▶ **Work to complete**
Set out exactly every line of the entries below, starting at the line that holds "pub use value::FieldValue;" and stopping after the line that holds "would carry, computing".
** Source records follows **
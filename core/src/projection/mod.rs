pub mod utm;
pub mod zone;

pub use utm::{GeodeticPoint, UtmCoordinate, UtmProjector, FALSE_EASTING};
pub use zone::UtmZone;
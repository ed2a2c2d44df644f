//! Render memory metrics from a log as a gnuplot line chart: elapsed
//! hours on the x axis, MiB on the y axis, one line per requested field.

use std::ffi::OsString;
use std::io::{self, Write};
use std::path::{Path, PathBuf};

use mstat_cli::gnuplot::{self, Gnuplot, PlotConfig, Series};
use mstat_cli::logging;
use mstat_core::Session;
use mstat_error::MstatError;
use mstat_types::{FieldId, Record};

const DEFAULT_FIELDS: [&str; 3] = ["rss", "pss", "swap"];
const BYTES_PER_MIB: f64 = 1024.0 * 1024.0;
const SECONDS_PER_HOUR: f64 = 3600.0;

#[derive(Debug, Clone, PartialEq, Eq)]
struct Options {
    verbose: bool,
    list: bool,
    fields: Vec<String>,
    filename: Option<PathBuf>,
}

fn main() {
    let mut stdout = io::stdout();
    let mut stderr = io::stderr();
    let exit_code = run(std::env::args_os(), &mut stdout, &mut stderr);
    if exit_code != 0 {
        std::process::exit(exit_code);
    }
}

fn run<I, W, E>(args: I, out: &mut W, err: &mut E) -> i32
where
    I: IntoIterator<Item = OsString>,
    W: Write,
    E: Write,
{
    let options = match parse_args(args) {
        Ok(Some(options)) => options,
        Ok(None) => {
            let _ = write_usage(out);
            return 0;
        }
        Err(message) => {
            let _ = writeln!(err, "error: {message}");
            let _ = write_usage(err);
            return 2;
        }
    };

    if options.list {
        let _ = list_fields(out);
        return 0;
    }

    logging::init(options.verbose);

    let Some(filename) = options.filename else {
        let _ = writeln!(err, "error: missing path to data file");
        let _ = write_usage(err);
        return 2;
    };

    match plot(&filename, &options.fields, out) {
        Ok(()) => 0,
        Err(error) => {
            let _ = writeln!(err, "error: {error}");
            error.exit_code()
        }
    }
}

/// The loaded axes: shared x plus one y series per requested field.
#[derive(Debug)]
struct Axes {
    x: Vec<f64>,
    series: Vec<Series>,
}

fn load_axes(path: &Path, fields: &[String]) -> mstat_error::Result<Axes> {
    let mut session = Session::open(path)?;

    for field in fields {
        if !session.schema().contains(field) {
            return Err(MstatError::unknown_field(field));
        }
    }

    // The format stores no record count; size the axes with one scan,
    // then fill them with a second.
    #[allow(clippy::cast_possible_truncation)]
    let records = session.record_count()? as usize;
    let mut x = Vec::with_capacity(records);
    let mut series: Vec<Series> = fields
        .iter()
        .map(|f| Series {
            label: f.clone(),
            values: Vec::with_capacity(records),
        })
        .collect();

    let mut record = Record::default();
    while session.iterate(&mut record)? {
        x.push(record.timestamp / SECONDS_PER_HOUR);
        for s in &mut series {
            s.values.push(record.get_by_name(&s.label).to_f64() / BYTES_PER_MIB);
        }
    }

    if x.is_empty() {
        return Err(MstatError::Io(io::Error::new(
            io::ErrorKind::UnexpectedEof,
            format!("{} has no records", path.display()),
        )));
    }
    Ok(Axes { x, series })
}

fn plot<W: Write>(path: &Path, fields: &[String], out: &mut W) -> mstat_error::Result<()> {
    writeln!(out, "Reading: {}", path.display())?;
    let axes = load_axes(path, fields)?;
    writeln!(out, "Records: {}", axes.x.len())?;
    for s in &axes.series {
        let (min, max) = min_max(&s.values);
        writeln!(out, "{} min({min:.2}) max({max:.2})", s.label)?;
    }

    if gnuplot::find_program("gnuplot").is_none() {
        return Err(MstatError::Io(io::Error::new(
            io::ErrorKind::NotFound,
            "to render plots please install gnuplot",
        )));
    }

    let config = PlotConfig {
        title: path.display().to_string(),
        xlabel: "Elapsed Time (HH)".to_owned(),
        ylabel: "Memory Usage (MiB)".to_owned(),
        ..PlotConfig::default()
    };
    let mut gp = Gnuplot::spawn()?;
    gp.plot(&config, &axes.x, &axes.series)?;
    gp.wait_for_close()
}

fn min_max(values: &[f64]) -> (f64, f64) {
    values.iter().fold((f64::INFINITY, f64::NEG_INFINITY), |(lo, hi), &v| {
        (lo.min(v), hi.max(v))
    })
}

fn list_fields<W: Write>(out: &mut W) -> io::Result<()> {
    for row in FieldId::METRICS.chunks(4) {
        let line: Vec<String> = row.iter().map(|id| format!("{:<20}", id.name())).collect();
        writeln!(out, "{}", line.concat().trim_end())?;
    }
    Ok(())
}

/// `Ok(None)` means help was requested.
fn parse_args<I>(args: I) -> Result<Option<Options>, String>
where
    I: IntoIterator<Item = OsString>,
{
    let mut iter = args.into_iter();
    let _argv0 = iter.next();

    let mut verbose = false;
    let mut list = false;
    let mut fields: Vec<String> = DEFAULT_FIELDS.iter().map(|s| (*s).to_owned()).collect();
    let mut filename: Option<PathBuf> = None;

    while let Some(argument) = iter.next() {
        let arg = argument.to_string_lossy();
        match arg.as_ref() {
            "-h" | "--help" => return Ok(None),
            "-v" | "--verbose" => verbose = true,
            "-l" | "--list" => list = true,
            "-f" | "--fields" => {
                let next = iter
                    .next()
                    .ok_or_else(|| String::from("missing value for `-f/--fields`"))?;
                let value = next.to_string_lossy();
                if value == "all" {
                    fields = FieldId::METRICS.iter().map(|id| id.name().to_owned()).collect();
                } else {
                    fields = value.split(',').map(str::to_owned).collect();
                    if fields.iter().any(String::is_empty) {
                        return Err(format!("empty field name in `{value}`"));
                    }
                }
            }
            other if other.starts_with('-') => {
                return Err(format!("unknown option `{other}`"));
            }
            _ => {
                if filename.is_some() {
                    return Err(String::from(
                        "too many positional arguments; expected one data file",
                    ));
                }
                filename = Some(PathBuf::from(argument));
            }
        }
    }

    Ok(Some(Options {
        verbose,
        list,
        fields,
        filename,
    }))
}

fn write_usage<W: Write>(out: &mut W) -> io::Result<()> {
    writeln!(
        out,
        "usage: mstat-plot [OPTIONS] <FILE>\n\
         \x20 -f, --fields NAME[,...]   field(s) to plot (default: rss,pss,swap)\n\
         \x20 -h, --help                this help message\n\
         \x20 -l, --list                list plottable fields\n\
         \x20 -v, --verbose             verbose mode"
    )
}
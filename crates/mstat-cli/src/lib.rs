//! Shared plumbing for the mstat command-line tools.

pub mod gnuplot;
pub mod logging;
** End of Source records **
** Source records follows **
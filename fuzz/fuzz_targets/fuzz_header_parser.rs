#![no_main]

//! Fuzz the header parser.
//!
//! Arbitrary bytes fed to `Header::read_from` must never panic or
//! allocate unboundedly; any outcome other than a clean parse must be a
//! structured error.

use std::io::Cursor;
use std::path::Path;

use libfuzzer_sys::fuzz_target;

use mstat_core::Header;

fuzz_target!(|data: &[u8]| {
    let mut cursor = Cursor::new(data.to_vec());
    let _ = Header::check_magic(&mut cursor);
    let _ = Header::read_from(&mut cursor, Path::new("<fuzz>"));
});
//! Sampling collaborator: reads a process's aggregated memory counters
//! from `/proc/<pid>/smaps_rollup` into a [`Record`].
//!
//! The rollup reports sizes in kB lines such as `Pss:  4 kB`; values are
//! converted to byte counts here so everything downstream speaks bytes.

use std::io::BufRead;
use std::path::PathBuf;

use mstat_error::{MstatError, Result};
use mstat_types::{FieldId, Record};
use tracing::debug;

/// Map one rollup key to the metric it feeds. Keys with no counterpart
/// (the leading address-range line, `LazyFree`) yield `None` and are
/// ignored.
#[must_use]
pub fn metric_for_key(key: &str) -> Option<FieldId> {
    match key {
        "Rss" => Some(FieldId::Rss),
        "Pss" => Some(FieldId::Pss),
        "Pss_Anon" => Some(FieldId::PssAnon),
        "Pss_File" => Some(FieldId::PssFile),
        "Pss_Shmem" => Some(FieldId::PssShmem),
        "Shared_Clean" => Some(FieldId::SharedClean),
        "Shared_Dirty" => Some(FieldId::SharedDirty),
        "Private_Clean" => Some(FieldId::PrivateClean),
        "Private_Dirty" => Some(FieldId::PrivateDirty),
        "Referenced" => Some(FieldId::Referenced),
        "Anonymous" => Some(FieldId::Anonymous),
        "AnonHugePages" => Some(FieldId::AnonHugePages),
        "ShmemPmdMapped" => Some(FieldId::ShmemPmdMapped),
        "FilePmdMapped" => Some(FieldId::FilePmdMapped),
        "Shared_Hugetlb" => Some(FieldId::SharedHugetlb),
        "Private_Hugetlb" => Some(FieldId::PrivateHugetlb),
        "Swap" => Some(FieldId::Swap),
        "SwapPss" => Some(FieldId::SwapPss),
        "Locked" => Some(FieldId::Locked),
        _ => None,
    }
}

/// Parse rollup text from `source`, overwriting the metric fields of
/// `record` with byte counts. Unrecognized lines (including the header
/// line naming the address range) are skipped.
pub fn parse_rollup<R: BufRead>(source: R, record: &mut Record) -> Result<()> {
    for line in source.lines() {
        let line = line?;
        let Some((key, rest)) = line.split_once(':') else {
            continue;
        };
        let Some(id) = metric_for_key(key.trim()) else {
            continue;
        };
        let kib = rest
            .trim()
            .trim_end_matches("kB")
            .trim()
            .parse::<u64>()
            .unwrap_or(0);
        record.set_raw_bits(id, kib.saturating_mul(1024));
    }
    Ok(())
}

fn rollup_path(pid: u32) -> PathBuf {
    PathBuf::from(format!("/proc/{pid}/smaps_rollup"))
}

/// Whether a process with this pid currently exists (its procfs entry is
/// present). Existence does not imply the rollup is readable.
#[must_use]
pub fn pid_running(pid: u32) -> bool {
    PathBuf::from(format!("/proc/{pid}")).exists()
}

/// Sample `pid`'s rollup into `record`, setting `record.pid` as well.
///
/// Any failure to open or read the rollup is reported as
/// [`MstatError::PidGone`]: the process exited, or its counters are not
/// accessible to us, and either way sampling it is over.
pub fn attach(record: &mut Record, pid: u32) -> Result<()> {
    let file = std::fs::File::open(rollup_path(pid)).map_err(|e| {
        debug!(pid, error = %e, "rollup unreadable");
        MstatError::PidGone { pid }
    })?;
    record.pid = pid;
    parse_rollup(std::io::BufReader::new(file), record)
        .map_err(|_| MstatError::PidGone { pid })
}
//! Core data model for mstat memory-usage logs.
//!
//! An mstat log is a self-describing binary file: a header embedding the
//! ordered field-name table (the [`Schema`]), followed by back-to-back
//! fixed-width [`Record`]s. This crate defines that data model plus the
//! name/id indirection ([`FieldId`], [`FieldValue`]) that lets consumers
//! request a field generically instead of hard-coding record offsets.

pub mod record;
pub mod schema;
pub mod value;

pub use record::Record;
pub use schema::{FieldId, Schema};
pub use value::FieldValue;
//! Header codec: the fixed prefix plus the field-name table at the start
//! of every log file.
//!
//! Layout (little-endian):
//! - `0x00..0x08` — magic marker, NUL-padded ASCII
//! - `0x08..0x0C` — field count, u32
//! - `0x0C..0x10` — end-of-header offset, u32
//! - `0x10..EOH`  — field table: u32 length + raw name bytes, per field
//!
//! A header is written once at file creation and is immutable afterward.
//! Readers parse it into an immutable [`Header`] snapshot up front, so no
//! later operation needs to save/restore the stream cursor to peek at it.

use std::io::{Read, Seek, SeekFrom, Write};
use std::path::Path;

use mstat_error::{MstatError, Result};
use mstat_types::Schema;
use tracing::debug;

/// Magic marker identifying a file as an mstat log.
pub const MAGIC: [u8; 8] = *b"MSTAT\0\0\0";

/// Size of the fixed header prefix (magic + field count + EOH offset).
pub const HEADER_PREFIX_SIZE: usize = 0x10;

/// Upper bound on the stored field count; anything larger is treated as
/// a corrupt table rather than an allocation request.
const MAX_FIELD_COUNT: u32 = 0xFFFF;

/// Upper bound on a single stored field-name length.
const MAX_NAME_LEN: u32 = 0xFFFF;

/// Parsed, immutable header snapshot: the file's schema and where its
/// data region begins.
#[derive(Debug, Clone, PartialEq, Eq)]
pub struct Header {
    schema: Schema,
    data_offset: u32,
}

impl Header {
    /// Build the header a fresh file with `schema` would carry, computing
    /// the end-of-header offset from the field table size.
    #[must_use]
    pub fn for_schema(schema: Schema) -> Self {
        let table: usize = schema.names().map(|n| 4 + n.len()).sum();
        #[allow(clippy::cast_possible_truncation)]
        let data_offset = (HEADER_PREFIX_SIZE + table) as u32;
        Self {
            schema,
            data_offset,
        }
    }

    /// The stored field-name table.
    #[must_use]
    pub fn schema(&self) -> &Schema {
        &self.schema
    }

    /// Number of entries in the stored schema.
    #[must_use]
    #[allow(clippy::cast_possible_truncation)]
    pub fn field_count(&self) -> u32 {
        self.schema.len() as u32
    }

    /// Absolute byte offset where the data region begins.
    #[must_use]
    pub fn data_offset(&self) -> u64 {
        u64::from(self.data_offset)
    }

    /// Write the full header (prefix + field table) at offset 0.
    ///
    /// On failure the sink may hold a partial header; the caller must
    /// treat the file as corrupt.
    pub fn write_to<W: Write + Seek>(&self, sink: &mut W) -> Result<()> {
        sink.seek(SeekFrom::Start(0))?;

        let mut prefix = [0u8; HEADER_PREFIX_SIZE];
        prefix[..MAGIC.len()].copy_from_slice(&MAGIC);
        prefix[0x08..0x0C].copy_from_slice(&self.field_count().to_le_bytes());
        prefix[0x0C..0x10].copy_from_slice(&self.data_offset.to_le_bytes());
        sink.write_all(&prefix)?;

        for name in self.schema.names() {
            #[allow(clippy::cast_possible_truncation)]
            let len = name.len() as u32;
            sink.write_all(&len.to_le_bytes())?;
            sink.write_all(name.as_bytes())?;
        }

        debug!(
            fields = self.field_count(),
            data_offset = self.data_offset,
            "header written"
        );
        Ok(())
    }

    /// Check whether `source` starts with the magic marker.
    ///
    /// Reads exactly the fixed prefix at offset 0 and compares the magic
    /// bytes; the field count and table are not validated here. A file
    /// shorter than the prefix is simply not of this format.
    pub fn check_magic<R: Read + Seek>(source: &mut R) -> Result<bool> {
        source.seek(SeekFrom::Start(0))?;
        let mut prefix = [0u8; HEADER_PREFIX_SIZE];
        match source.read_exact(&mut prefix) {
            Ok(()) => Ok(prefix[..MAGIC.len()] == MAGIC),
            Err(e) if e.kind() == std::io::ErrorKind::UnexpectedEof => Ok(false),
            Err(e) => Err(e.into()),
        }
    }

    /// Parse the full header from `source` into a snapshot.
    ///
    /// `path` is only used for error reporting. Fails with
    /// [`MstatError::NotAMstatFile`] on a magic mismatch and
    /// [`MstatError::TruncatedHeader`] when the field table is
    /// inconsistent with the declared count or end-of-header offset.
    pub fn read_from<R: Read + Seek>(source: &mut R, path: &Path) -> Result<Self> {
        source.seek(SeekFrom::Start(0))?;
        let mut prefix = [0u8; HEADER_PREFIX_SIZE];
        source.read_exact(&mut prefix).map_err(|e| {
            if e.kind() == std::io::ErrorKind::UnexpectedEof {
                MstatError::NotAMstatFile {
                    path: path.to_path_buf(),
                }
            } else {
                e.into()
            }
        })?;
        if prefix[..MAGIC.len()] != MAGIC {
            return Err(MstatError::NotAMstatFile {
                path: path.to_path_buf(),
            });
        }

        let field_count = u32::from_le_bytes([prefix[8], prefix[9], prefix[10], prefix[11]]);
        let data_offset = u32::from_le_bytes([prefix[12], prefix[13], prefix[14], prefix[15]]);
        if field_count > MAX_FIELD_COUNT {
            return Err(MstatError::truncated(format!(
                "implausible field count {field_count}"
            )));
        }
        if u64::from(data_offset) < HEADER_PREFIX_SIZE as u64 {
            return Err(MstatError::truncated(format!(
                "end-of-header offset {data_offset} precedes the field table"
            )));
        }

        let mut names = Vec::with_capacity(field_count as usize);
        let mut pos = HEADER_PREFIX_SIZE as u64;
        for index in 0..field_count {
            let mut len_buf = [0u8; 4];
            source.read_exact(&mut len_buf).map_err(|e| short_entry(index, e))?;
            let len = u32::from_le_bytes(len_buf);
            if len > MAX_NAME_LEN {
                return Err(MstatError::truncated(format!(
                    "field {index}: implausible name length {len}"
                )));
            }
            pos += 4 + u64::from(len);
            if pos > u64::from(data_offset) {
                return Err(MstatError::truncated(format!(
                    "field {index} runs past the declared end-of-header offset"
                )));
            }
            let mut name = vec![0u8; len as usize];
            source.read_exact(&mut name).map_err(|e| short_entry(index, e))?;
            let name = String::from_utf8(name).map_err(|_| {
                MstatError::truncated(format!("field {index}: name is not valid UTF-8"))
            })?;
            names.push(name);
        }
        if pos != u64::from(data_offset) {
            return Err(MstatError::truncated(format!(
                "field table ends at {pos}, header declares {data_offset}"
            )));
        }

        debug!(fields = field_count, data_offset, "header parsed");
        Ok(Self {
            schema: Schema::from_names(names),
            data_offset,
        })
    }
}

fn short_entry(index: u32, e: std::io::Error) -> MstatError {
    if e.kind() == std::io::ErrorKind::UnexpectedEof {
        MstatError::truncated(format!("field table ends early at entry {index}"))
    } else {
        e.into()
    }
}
** End of Source records **
▶ **Response to the exercise**
pub use value::FieldValue;
//! Header codec: the fixed prefix plus the field-name table at the start
//! of every log file.
//!
//! Layout (little-endian):
//! - `0x00..0x08` — magic marker, NUL-padded ASCII
//! - `0x08..0x0C` — field count, u32
//! - `0x0C..0x10` — end-of-header offset, u32
//! - `0x10..EOH`  — field table: u32 length + raw name bytes, per field
//!
//! A header is written once at file creation and is immutable afterward.
//! Readers parse it into an immutable [`Header`] snapshot up front, so no
//! later operation needs to save/restore the stream cursor to peek at it.

use std::io::{Read, Seek, SeekFrom, Write};
use std::path::Path;

use mstat_error::{MstatError, Result};
use mstat_types::Schema;
use tracing::debug;

/// Magic marker identifying a file as an mstat log.
pub const MAGIC: [u8; 8] = *b"MSTAT\0\0\0";

/// Size of the fixed header prefix (magic + field count + EOH offset).
pub const HEADER_PREFIX_SIZE: usize = 0x10;

/// Upper bound on the stored field count; anything larger is treated as
/// a corrupt table rather than an allocation request.
const MAX_FIELD_COUNT: u32 = 0xFFFF;

/// Upper bound on a single stored field-name length.
const MAX_NAME_LEN: u32 = 0xFFFF;

/// Parsed, immutable header snapshot: the file's schema and where its
/// data region begins.
#[derive(Debug, Clone, PartialEq, Eq)]
pub struct Header {
    schema: Schema,
    data_offset: u32,
}

impl Header {
    /// Build the header a fresh file with `schema` would carry, computing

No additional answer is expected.